■ **PROBLEM TO SOLVE**: Go through the records below and report each line with "into" in it.

═══ DATA TO PROCESS

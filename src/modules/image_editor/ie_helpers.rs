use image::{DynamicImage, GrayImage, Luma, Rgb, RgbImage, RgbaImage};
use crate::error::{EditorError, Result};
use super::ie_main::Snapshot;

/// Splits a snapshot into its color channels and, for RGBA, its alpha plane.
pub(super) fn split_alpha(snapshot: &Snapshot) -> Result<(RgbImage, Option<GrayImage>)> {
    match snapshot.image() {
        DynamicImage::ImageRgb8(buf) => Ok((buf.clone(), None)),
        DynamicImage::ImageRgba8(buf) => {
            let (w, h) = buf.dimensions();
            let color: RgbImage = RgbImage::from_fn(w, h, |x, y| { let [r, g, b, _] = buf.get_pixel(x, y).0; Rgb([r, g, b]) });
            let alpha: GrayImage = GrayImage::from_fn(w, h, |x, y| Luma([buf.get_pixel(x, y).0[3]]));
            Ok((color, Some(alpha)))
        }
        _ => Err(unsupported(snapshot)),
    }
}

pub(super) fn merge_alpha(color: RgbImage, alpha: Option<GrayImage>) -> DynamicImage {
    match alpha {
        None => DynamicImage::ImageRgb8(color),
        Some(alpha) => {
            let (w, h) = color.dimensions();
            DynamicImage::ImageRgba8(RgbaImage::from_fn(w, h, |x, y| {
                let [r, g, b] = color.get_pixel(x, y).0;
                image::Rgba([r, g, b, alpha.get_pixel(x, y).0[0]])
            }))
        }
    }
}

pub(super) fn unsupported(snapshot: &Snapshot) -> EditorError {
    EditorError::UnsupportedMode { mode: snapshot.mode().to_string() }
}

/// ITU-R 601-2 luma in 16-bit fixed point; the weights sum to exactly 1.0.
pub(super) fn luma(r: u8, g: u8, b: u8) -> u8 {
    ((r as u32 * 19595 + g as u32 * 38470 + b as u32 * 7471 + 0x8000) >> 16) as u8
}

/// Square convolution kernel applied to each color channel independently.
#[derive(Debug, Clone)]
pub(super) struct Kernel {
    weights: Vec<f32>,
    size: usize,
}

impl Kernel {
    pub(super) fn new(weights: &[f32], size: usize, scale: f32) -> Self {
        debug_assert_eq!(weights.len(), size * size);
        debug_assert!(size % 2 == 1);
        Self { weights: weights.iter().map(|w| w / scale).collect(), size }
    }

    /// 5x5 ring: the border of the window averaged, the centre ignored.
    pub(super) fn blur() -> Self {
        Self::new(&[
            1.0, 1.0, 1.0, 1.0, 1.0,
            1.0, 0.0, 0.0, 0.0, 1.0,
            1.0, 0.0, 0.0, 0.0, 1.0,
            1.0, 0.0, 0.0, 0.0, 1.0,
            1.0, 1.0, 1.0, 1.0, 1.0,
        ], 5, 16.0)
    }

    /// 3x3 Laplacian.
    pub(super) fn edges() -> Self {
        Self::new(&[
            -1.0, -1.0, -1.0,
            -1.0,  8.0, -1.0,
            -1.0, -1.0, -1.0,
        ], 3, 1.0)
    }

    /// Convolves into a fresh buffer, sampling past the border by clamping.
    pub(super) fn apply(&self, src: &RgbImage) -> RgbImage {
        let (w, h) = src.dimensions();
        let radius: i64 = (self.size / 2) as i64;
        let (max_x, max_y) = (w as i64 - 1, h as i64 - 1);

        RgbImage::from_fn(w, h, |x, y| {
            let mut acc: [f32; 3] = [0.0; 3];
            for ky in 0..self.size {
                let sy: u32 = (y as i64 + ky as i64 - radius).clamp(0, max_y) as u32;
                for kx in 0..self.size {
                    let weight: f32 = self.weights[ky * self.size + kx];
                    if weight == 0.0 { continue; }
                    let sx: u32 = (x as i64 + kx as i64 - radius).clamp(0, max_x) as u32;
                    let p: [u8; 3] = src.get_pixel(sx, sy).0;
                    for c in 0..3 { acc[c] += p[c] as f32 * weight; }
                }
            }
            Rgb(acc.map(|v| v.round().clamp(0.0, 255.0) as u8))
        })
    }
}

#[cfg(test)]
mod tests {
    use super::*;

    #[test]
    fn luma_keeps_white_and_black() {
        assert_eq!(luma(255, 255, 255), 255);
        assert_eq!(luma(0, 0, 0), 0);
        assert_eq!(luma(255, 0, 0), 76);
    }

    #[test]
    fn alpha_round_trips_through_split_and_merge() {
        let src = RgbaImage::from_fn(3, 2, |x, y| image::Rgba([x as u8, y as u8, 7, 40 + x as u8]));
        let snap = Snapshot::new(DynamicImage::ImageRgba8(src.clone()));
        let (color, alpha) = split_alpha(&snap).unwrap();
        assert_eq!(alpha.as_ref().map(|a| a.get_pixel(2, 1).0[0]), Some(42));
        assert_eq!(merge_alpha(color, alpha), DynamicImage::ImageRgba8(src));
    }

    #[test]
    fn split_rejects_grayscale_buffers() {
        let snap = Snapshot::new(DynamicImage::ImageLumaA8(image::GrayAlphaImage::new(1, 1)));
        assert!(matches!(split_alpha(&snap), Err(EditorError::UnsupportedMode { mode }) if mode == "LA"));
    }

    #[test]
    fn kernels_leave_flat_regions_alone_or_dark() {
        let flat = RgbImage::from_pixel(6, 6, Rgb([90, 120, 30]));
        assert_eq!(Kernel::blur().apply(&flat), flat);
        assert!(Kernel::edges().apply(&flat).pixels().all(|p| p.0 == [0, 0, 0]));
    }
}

══════

■ **EXERCISE RESULT**:
/// Splits a snapshot into its color channels and, for RGBA, its alpha plane.
    /// Convolves into a fresh buffer, sampling past the border by clamping.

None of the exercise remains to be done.